Prosecutors had called him a "giant" piece in the case against Ghailani, a Tanzanian, who allegedly also served as a close aide to Al-Qaeda founder Osama bin Laden, before being captured in Pakistan in 2004, imprisoned by the CIA, and sent to the US military prison in Guantanamo Bay, Cuba.



But Kaplan said he was excluding Abebe because his "testimony would be the product of statements made by Ghailani to the CIA under duress."



Abebe was located by the US authorities as a "direct result of statements made by Ghailani while he was held by the CIA," Kaplan added.



Kaplan said jury selection, followed by opening statements in the trial, was suspended until October 12, giving prosecutors time to appeal. Opening statements had originally been scheduled for Monday but were delayed by two days while Kaplan deliberated on the witness issue.



His ruling went to the root of controversy over how to try terrorism suspects who have undergone what the government calls "enhanced interrogation" and human rights organization say is torture.



Ghailani's lawyers had previously cited mistreatment by the CIA and lengthy imprisonment without trial as causes to have the charges thrown out. Kaplan rejected that argument.



US Attorney General Eric Holder later told reporters he did not think "there's any reason to doubt" the court could handle Ghailani's trial.



"There have been over 300 successful prosecutions of people who were involved in terrorist activities... They have been successfully prosecuted," he told a news conference, noting the life sentence given Tuesday to a man accused of trying to plant a bomb in New York's Times Square.

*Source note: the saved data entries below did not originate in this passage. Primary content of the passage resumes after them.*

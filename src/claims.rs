//! Verified token claims.

use std::collections::HashMap;

use serde::{Deserialize, Serialize};

/// Claims carried by an accepted Cognito token.
///
/// Id tokens name their audience in `aud` and the user in `cognito:username`;
/// access tokens use `client_id` and `username` instead. Everything not
/// modeled explicitly is preserved in [`additional`](Self::additional).
#[derive(Debug, Clone, Serialize, Deserialize)]
pub struct TokenClaims {
    /// Subject: the user pool entry's stable identifier.
    pub sub: String,

    /// Username claim of access tokens.
    #[serde(default, skip_serializing_if = "Option::is_none")]
    pub username: Option<String>,

    /// Username claim of id tokens.
    #[serde(
        rename = "cognito:username",
        default,
        skip_serializing_if = "Option::is_none"
    )]
    pub cognito_username: Option<String>,

    /// Expiry as seconds since the Unix epoch.
    pub exp: u64,

    /// Audience claim of id tokens.
    #[serde(default, skip_serializing_if = "Option::is_none")]
    pub aud: Option<String>,

    /// Client id claim of access tokens.
    #[serde(default, skip_serializing_if = "Option::is_none")]
    pub client_id: Option<String>,

    /// Claims not modeled above, preserved as-is.
    #[serde(flatten)]
    pub additional: HashMap<String, serde_json::Value>,
}

impl TokenClaims {
    /// Best display name for the principal: `username`, else
    /// `cognito:username`, else the subject.
    pub fn display_username(&self) -> &str {
        self.username
            .as_deref()
            .or(self.cognito_username.as_deref())
            .unwrap_or(&self.sub)
    }

    /// Whether the token is expired at `now` (epoch seconds).
    ///
    /// `now == exp` is still valid; expiry is strict.
    pub fn is_expired(&self, now: u64) -> bool {
        now > self.exp
    }
}

#[cfg(test)]
mod tests {
    use super::*;
    use serde_json::json;

    fn id_token_claims() -> TokenClaims {
        serde_json::from_value(json!({
            "sub": "7d8ca528-4931-4254-9273-ea297ad2b011",
            "cognito:username": "alice",
            "aud": "client-1",
            "exp": 1_700_003_600u64,
            "iat": 1_700_000_000u64,
            "token_use": "id",
        }))
        .expect("id token claims should deserialize")
    }

    #[test]
    fn deserializes_id_token_shape() {
        let claims = id_token_claims();
        assert_eq!(claims.cognito_username.as_deref(), Some("alice"));
        assert_eq!(claims.aud.as_deref(), Some("client-1"));
        assert_eq!(claims.client_id, None);
        assert_eq!(claims.additional.get("token_use"), Some(&json!("id")));
    }

    #[test]
    fn display_username_prefers_username_then_cognito_then_sub() {
        let mut claims = id_token_claims();
        assert_eq!(claims.display_username(), "alice");

        claims.username = Some("alice-access".to_string());
        assert_eq!(claims.display_username(), "alice-access");

        claims.username = None;
        claims.cognito_username = None;
        assert_eq!(claims.display_username(), claims.sub);
    }

    #[test]
    fn expiry_is_strict() {
        let claims = id_token_claims();
        assert!(!claims.is_expired(claims.exp - 1));
        assert!(!claims.is_expired(claims.exp));
        assert!(claims.is_expired(claims.exp + 1));
    }
}
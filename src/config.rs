//! Environment configuration.
//!
//! All three variables are required. A missing one is a startup error: the
//! authorizer refuses to construct rather than answering requests it cannot
//! verify.

use std::env;

use crate::error::AuthError;

/// Startup configuration for the authorizer.
#[derive(Debug, Clone)]
pub struct AuthorizerConfig {
    /// Cognito user pool whose tokens are accepted.
    pub user_pool_id: String,
    /// App client id tokens must be issued for.
    pub app_client_id: String,
    /// AWS region hosting the user pool.
    pub region: String,
}

impl AuthorizerConfig {
    /// Build a config from explicit values.
    pub fn new(
        user_pool_id: impl Into<String>,
        app_client_id: impl Into<String>,
        region: impl Into<String>,
    ) -> Self {
        Self {
            user_pool_id: user_pool_id.into(),
            app_client_id: app_client_id.into(),
            region: region.into(),
        }
    }

    /// Load the config from `USER_POOL_ID`, `APP_CLIENT_ID` and `AWS_REGION`.
    ///
    /// # Errors
    ///
    /// [`AuthError::Config`] naming the first missing variable.
    pub fn from_env() -> Result<Self, AuthError> {
        Ok(Self {
            user_pool_id: require_env("USER_POOL_ID")?,
            app_client_id: require_env("APP_CLIENT_ID")?,
            region: require_env("AWS_REGION")?,
        })
    }

    /// Well-known JWKS URL for the configured user pool.
    pub fn jwks_url(&self) -> String {
        format!(
            "https://cognito-idp.{}.amazonaws.com/{}/.well-known/jwks.json",
            self.region, self.user_pool_id
        )
    }
}

fn require_env(name: &'static str) -> Result<String, AuthError> {
    env::var(name).map_err(|_| AuthError::Config(name))
}
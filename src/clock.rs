//! Injectable time source.
//!
//! Expiry checks and cache TTLs compare against a [`Clock`] handed in at
//! construction rather than reading the system time inline, so tests can
//! advance time deterministically. Production wiring uses [`SystemClock`].

use std::fmt;
use std::sync::{Arc, RwLock};
use std::time::{Duration, SystemTime, UNIX_EPOCH};

/// A source of "now".
pub trait Clock: fmt::Debug + Send + Sync {
    /// Current wall-clock time.
    fn now(&self) -> SystemTime;

    /// Current time as whole seconds since the Unix epoch.
    ///
    /// A reading before the epoch saturates to zero.
    fn unix_seconds(&self) -> u64 {
        self.now()
            .duration_since(UNIX_EPOCH)
            .map_or(0, |elapsed| elapsed.as_secs())
    }
}

/// The real system clock.
#[derive(Debug, Clone, Copy, Default)]
pub struct SystemClock;

impl Clock for SystemClock {
    fn now(&self) -> SystemTime {
        SystemTime::now()
    }
}

/// A hand-advanced clock for deterministic tests.
///
/// Clones share the same instant; advancing one advances all of them.
#[derive(Debug, Clone)]
pub struct ManualClock {
    now: Arc<RwLock<SystemTime>>,
}

impl ManualClock {
    /// Create a clock frozen at `start`.
    pub fn new(start: SystemTime) -> Self {
        Self {
            now: Arc::new(RwLock::new(start)),
        }
    }

    /// Move the clock forward by `step`.
    pub fn advance(&self, step: Duration) {
        let mut now = self.now.write().expect("clock lock poisoned");
        *now += step;
    }

    /// Jump the clock to an absolute instant, forwards or backwards.
    pub fn set(&self, instant: SystemTime) {
        *self.now.write().expect("clock lock poisoned") = instant;
    }
}

impl Default for ManualClock {
    /// A clock frozen at the current system time.
    fn default() -> Self {
        Self::new(SystemTime::now())
    }
}

impl Clock for ManualClock {
    fn now(&self) -> SystemTime {
        *self.now.read().expect("clock lock poisoned")
    }
}
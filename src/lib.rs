//! # Cognito Request Authorizer
//!
//! JWT bearer-token authorization for API gateway invocations, backed by an
//! Amazon Cognito user pool. Given an invocation event carrying a token and
//! a method ARN, the authorizer verifies the token against the pool's
//! published JWKS and answers with an IAM-style Allow or Deny policy
//! document. Authorization failures never escape as errors: every failure
//! mode collapses into an explicit Deny with a diagnostic message in the
//! response context.
//!
//! ## Architecture
//!
//! - [`event`] - Invocation events and bearer token extraction
//! - [`jwks`] - Key set fetching and TTL caching
//! - [`verifier`] - The six-step token verification pipeline
//! - [`policy`] - Allow/Deny policy documents
//! - [`authorizer`] - The entry point wiring extract, verify, decide
//! - [`config`] - Environment configuration
//! - [`clock`] - Injectable time source
//! - [`error`] - The pipeline error taxonomy
//!
//! ## Quick Start
//!
//! ```rust,no_run
//! use cognito_authorizer::{Authorizer, AuthorizerRequest, Effect};
//!
//! # tokio_test::block_on(async {
//! // Reads USER_POOL_ID, APP_CLIENT_ID and AWS_REGION; fails fast when one
//! // is missing.
//! let authorizer = Authorizer::from_env()?;
//!
//! let event: AuthorizerRequest = serde_json::from_str(
//!     r#"{
//!         "authorizationToken": "Bearer eyJraWQiOi...",
//!         "methodArn": "arn:aws:execute-api:us-east-1:123456789012:api/prod/GET/items"
//!     }"#,
//! )?;
//!
//! let decision = authorizer.authorize(&event).await;
//! if decision.effect() == Effect::Allow {
//!     println!("allowed for {}", decision.principal_id);
//! }
//! # Ok::<(), Box<dyn std::error::Error>>(())
//! # });
//! ```

// Submodules
pub mod authorizer;
pub mod claims;
pub mod clock;
pub mod config;
pub mod error;
pub mod event;
pub mod jwks;
pub mod policy;
pub mod verifier;

pub use authorizer::Authorizer;
pub use claims::TokenClaims;
pub use clock::{Clock, ManualClock, SystemClock};
pub use config::AuthorizerConfig;
pub use error::AuthError;
pub use event::AuthorizerRequest;
pub use jwks::{HttpKeyFetcher, KEY_SET_TTL, KeyFetcher, KeySetCache};
pub use policy::{AuthorizerResponse, Effect, PolicyDocument, PolicyStatement};
pub use verifier::TokenVerifier;
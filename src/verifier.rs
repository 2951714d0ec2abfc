//! Token verification pipeline.
//!
//! Six steps, each a terminal state: header decode (kid), key resolution,
//! signature verification, claims decode, expiry, audience. The first
//! failure ends verification with the [`AuthError`] tagging that step.

use std::sync::Arc;

use jsonwebtoken::jwk::{AlgorithmParameters, Jwk, KeyAlgorithm};
use jsonwebtoken::{Algorithm, DecodingKey, Validation, decode, decode_header};
use tracing::{debug, warn};

use crate::claims::TokenClaims;
use crate::clock::Clock;
use crate::error::AuthError;
use crate::jwks::KeySetCache;

/// Verifies bearer tokens against the user pool's published keys.
#[derive(Debug, Clone)]
pub struct TokenVerifier {
    key_cache: KeySetCache,
    expected_client_id: String,
    clock: Arc<dyn Clock>,
}

impl TokenVerifier {
    /// Create a verifier over `key_cache` expecting tokens issued for
    /// `expected_client_id`.
    pub fn new(
        key_cache: KeySetCache,
        expected_client_id: impl Into<String>,
        clock: Arc<dyn Clock>,
    ) -> Self {
        Self {
            key_cache,
            expected_client_id: expected_client_id.into(),
            clock,
        }
    }

    /// The app client id tokens must be issued for.
    pub fn expected_client_id(&self) -> &str {
        &self.expected_client_id
    }

    /// Verify a token end to end and return its claims.
    ///
    /// # Errors
    ///
    /// One tagged [`AuthError`] per pipeline step:
    /// [`AuthError::HeaderDecode`] for a malformed header or missing kid,
    /// [`AuthError::Fetch`] / [`AuthError::KeyNotFound`] for key resolution,
    /// [`AuthError::SignatureInvalid`] for signature or claims decoding,
    /// [`AuthError::TokenExpired`] and [`AuthError::AudienceMismatch`] for
    /// the final claim checks.
    pub async fn verify(&self, token: &str) -> Result<TokenClaims, AuthError> {
        let header = decode_header(token).map_err(|e| {
            debug!(error = %e, "Failed to decode token header");
            AuthError::HeaderDecode(e.to_string())
        })?;
        let kid = header.kid.ok_or_else(|| {
            debug!("Token header carries no kid");
            AuthError::HeaderDecode("token header carries no kid".to_string())
        })?;
        debug!(kid = %kid, "Resolved signing key id");

        let jwk = self.key_cache.find_key(&kid).await?;

        let claims = self.check_signature(token, &jwk, &kid)?;

        let now = self.clock.unix_seconds();
        if claims.is_expired(now) {
            warn!(kid = %kid, expires_at = claims.exp, now, "Token expired");
            return Err(AuthError::TokenExpired {
                expires_at: claims.exp,
                now,
            });
        }

        self.check_audience(&claims)?;

        debug!(sub = %claims.sub, kid = %kid, "Token verified");
        Ok(claims)
    }

    /// Verify the signature with the matched key and decode the claims.
    ///
    /// The library's expiry and audience enforcement is disabled here: both
    /// are checked by the caller against the injected clock and the
    /// configured client id.
    fn check_signature(&self, token: &str, jwk: &Jwk, kid: &str) -> Result<TokenClaims, AuthError> {
        let algorithm = verification_algorithm(jwk)?;
        let decoding_key = DecodingKey::from_jwk(jwk).map_err(|e| {
            warn!(kid = %kid, error = %e, "Failed to build a verification key from the JWK");
            AuthError::SignatureInvalid(format!("unusable key material: {e}"))
        })?;

        let mut validation = Validation::new(algorithm);
        validation.validate_exp = false;
        validation.validate_aud = false;

        let data = decode::<TokenClaims>(token, &decoding_key, &validation).map_err(|e| {
            warn!(kid = %kid, error = %e, "Signature verification failed");
            AuthError::SignatureInvalid(e.to_string())
        })?;

        debug!(kid = %kid, "Signature verified");
        Ok(data.claims)
    }

    /// Audience check: `aud` must match when present, else `client_id` must
    /// match when present. A token carrying neither claim is accepted with a
    /// warning (legacy permissive behavior).
    fn check_audience(&self, claims: &TokenClaims) -> Result<(), AuthError> {
        if let Some(aud) = claims.aud.as_deref() {
            if aud != self.expected_client_id {
                warn!(
                    expected = %self.expected_client_id,
                    found = %aud,
                    "Token audience does not match the app client"
                );
                return Err(AuthError::AudienceMismatch {
                    expected: self.expected_client_id.clone(),
                    found: aud.to_string(),
                });
            }
        } else if let Some(client_id) = claims.client_id.as_deref() {
            if client_id != self.expected_client_id {
                warn!(
                    expected = %self.expected_client_id,
                    found = %client_id,
                    "Token client_id does not match the app client"
                );
                return Err(AuthError::AudienceMismatch {
                    expected: self.expected_client_id.clone(),
                    found: client_id.to_string(),
                });
            }
        } else {
            warn!("Token carries neither aud nor client_id, accepting");
        }
        Ok(())
    }
}

/// Pick the verification algorithm from the key's own metadata, falling back
/// to the key family default. The attacker-controlled token header never
/// chooses the algorithm, and only asymmetric signing algorithms are
/// accepted.
fn verification_algorithm(jwk: &Jwk) -> Result<Algorithm, AuthError> {
    match jwk.common.key_algorithm {
        Some(KeyAlgorithm::RS256) => Ok(Algorithm::RS256),
        Some(KeyAlgorithm::RS384) => Ok(Algorithm::RS384),
        Some(KeyAlgorithm::RS512) => Ok(Algorithm::RS512),
        Some(KeyAlgorithm::PS256) => Ok(Algorithm::PS256),
        Some(KeyAlgorithm::PS384) => Ok(Algorithm::PS384),
        Some(KeyAlgorithm::PS512) => Ok(Algorithm::PS512),
        Some(KeyAlgorithm::ES256) => Ok(Algorithm::ES256),
        Some(KeyAlgorithm::ES384) => Ok(Algorithm::ES384),
        Some(other) => Err(AuthError::SignatureInvalid(format!(
            "key algorithm {other:?} is not a supported signing algorithm"
        ))),
        None => match &jwk.algorithm {
            AlgorithmParameters::RSA(_) => Ok(Algorithm::RS256),
            AlgorithmParameters::EllipticCurve(_) => Ok(Algorithm::ES256),
            _ => Err(AuthError::SignatureInvalid(
                "key material does not determine a signing algorithm".to_string(),
            )),
        },
    }
}
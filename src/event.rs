//! Gateway invocation events and bearer token extraction.

use std::collections::HashMap;

use serde::{Deserialize, Serialize};
use tracing::debug;

use crate::error::AuthError;

/// The invocation event handed to the authorizer by the gateway.
///
/// TOKEN-type authorizers put the credential in `authorizationToken`;
/// REQUEST-type authorizers forward the original HTTP headers. Both shapes
/// deserialize into this struct, and [`bearer_token`](Self::bearer_token)
/// resolves which carrier applies.
#[derive(Debug, Clone, Serialize, Deserialize)]
#[serde(rename_all = "camelCase")]
pub struct AuthorizerRequest {
    /// Credential field of TOKEN-type events.
    #[serde(default, skip_serializing_if = "Option::is_none")]
    pub authorization_token: Option<String>,

    /// HTTP headers of REQUEST-type events.
    #[serde(default, skip_serializing_if = "Option::is_none")]
    pub headers: Option<HashMap<String, String>>,

    /// ARN of the method the caller wants to invoke.
    pub method_arn: String,
}

/// Which carrier supplied the raw credential.
#[derive(Debug, Clone, Copy)]
enum TokenSource<'a> {
    /// The `authorizationToken` event field.
    TokenField(&'a str),
    /// The forwarded HTTP headers.
    Headers(&'a HashMap<String, String>),
}

impl AuthorizerRequest {
    /// Resolve the carrier once. The token field wins over the headers even
    /// when empty; the event shape is never re-inspected downstream.
    fn token_source(&self) -> Option<TokenSource<'_>> {
        if let Some(token) = self.authorization_token.as_deref() {
            return Some(TokenSource::TokenField(token));
        }
        self.headers.as_ref().map(TokenSource::Headers)
    }

    /// Extract the bearer token from the event.
    ///
    /// Looks at `authorizationToken` first, then the `Authorization` header
    /// (exact case, then all-lowercase). A leading `Bearer ` prefix is
    /// stripped; a value without the prefix is passed through unchanged for
    /// callers that send the bare token. Extraction is pure: the same event
    /// always yields the same token.
    ///
    /// # Errors
    ///
    /// [`AuthError::TokenNotFound`] when neither carrier holds a value.
    pub fn bearer_token(&self) -> Result<&str, AuthError> {
        match self.token_source() {
            Some(TokenSource::TokenField(raw)) => {
                debug!("Token taken from the authorizationToken field");
                Ok(strip_bearer_prefix(raw))
            }
            Some(TokenSource::Headers(headers)) => {
                let raw = headers
                    .get("Authorization")
                    .or_else(|| headers.get("authorization"))
                    .ok_or(AuthError::TokenNotFound)?;
                debug!("Token taken from the Authorization header");
                Ok(strip_bearer_prefix(raw))
            }
            None => Err(AuthError::TokenNotFound),
        }
    }
}

/// Strip a `Bearer` scheme prefix: the literal `Bearer` followed by at least
/// one space or tab, then a non-empty token. Anything else (a bare token, a
/// lowercase scheme, `Bearer` with nothing after it) is returned unchanged.
fn strip_bearer_prefix(raw: &str) -> &str {
    let Some(rest) = raw.strip_prefix("Bearer") else {
        return raw;
    };
    let token = rest.trim_start_matches([' ', '\t']);
    if token.len() < rest.len() && !token.is_empty() {
        token
    } else {
        raw
    }
}
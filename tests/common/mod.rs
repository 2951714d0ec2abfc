//! Shared helpers for the integration tests: a mock JWKS endpoint, RSA
//! keypair generation and token minting.

#![allow(dead_code)]

use std::sync::{Arc, OnceLock};
use std::time::{SystemTime, UNIX_EPOCH};

use base64::Engine;
use base64::engine::general_purpose::URL_SAFE_NO_PAD;
use cognito_authorizer::{
    Authorizer, Clock, HttpKeyFetcher, KeySetCache, TokenVerifier,
};
use jsonwebtoken::{Algorithm, EncodingKey, Header, encode};
use rsa::RsaPrivateKey;
use rsa::pkcs8::{EncodePrivateKey, LineEnding};
use rsa::traits::PublicKeyParts;
use serde_json::json;
use wiremock::matchers::{method, path};
use wiremock::{Mock, MockServer, ResponseTemplate};

pub const TEST_KID: &str = "test-key-1";
pub const TEST_CLIENT_ID: &str = "test-app-client";

const JWKS_PATH: &str = "/test-pool/.well-known/jwks.json";

/// RSA keypair used to sign test tokens and publish the matching JWK.
pub struct TestKeypair {
    pub private_pem: Vec<u8>,
    pub modulus_b64: String,
    pub exponent_b64: String,
}

fn generate_keypair() -> TestKeypair {
    let mut rng = rand::thread_rng();
    let private_key = RsaPrivateKey::new(&mut rng, 2048).expect("Failed to generate RSA key");
    let public_key = private_key.to_public_key();

    let private_pem = private_key
        .to_pkcs8_pem(LineEnding::LF)
        .expect("Failed to encode private key")
        .as_bytes()
        .to_vec();

    TestKeypair {
        private_pem,
        modulus_b64: URL_SAFE_NO_PAD.encode(public_key.n().to_bytes_be()),
        exponent_b64: URL_SAFE_NO_PAD.encode(public_key.e().to_bytes_be()),
    }
}

/// The keypair shared by the whole test binary.
pub fn test_keypair() -> &'static TestKeypair {
    static KEYPAIR: OnceLock<TestKeypair> = OnceLock::new();
    KEYPAIR.get_or_init(generate_keypair)
}

/// The shared public key as a JWK entry under [`TEST_KID`].
pub fn test_jwk() -> serde_json::Value {
    let keypair = test_keypair();
    json!({
        "kty": "RSA",
        "kid": TEST_KID,
        "use": "sig",
        "alg": "RS256",
        "n": keypair.modulus_b64,
        "e": keypair.exponent_b64,
    })
}

/// Mock server publishing a JWKS document at the pool's well-known path.
pub struct MockJwksServer {
    pub server: MockServer,
    pub jwks_url: String,
}

impl MockJwksServer {
    /// Start a server with the shared test key published.
    pub async fn start() -> Self {
        Self::start_with_keys(vec![test_jwk()]).await
    }

    /// Start a server answering the well-known path with `keys`.
    pub async fn start_with_keys(keys: Vec<serde_json::Value>) -> Self {
        let server = Self::start_unmounted().await;
        server.mock_jwks(keys).await;
        server
    }

    /// Start a server with no JWKS route mounted.
    pub async fn start_unmounted() -> Self {
        let server = MockServer::start().await;
        let jwks_url = format!("{}{}", server.uri(), JWKS_PATH);
        Self { server, jwks_url }
    }

    /// Publish `keys` at the well-known path.
    pub async fn mock_jwks(&self, keys: Vec<serde_json::Value>) {
        Mock::given(method("GET"))
            .and(path(JWKS_PATH))
            .respond_with(ResponseTemplate::new(200).set_body_json(json!({ "keys": keys })))
            .mount(&self.server)
            .await;
    }

    /// Make the well-known path answer with an error status.
    pub async fn mock_jwks_failure(&self, status: u16) {
        Mock::given(method("GET"))
            .and(path(JWKS_PATH))
            .respond_with(ResponseTemplate::new(status))
            .mount(&self.server)
            .await;
    }

    /// Number of requests the server has received.
    pub async fn request_count(&self) -> usize {
        self.server
            .received_requests()
            .await
            .map_or(0, |requests| requests.len())
    }
}

/// Verifier wired against `jwks_url` with the given clock, expecting
/// [`TEST_CLIENT_ID`].
pub fn test_verifier(jwks_url: &str, clock: Arc<dyn Clock>) -> TokenVerifier {
    let fetcher = Arc::new(HttpKeyFetcher::new(jwks_url.to_string()));
    let key_cache = KeySetCache::new(fetcher, Arc::clone(&clock));
    TokenVerifier::new(key_cache, TEST_CLIENT_ID, clock)
}

/// Authorizer wired against `jwks_url` with the given clock.
pub fn test_authorizer(jwks_url: &str, clock: Arc<dyn Clock>) -> Authorizer {
    Authorizer::with_verifier(test_verifier(jwks_url, Arc::clone(&clock)), clock)
}

/// Current Unix timestamp.
pub fn current_timestamp() -> u64 {
    SystemTime::now()
        .duration_since(UNIX_EPOCH)
        .expect("Time went backwards")
        .as_secs()
}

/// Sign `claims` with the shared test key under `kid`.
pub fn mint_token(claims: &serde_json::Value, kid: &str) -> String {
    let mut header = Header::new(Algorithm::RS256);
    header.kid = Some(kid.to_string());
    mint_token_with_header(claims, &header)
}

/// Sign `claims` with the shared test key and an explicit header.
pub fn mint_token_with_header(claims: &serde_json::Value, header: &Header) -> String {
    let key = EncodingKey::from_rsa_pem(&test_keypair().private_pem).expect("Invalid RSA key");
    encode(header, claims, &key).expect("Failed to encode test JWT")
}

/// Id-token style claims: `aud` plus `cognito:username`.
pub fn id_token_claims(sub: &str, username: &str, exp: u64) -> serde_json::Value {
    json!({
        "sub": sub,
        "cognito:username": username,
        "aud": TEST_CLIENT_ID,
        "exp": exp,
        "iat": current_timestamp(),
        "token_use": "id",
    })
}

/// Access-token style claims: `client_id` plus `username`.
pub fn access_token_claims(sub: &str, username: &str, exp: u64) -> serde_json::Value {
    json!({
        "sub": sub,
        "username": username,
        "client_id": TEST_CLIENT_ID,
        "exp": exp,
        "iat": current_timestamp(),
        "token_use": "access",
    })
}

Asked whether the US government could return Ghailani to "enemy combat status" and continue holding him without bringing the case to court, Holder said: "We intend to proceed with this trial."



Wednesday's ruling was more narrow, challenging evidence that emerged as a result of coercion during Ghailani's CIA custody.



The prosecution could only use Abebe as a witness if it could prove that the connection between "Ghailani's coerced statements and Abebe's testimony is sufficiently remote."



"The court has not reached this conclusion lightly," Kaplan wrote in his ruling.



"It is acutely aware of the perilous nature of the world in which we live. But the constitution is the rock upon which our nation rests. We must follow it not only when it is convenient, but when fear and danger beckon."



A lawyer for Ghailani, who attended the hearing dressed in grey V-neck sweater and tie, welcomed the ruling as "a great victory" for the US constitution.



However, the judge emphasized in his ruling that "even if he was found not guilty in this case," Ghailani would possibly be detained for life as an "enemy combatant."



That "probably would permit his detention as something akin to a prisoner of war until hostilities between the United States and Al-Qaeda and the Taliban end."



Ghailani is the sole inmate of the notorious Guantanamo facility to have been so far transferred into the US civilian justice system.



Obama's administration wants eventually to try all Guantanamo inmates in regular courts and to close the secretive military prison.



Ghailani's trial is being seen as a test case for even more high-profile prosecutions, including against the five alleged ring-leaders of the September 11, 2001 terrorist attacks.



Opponents of Obama's plans believe terror suspects should be denied US legal rights.



David Rivkin, a former prosecutor under the Republican governments of Ronald Reagan and George H.W. Bush, said the witness exclusion was just a hiccup for the prosecution in the Ghailani case.



"Evidence being excluded doesn't mean that whatever remains is insufficient for the judge to proceed," he said.



"The notion that just some evidentiary defeats for the government would set the person free is not really the case."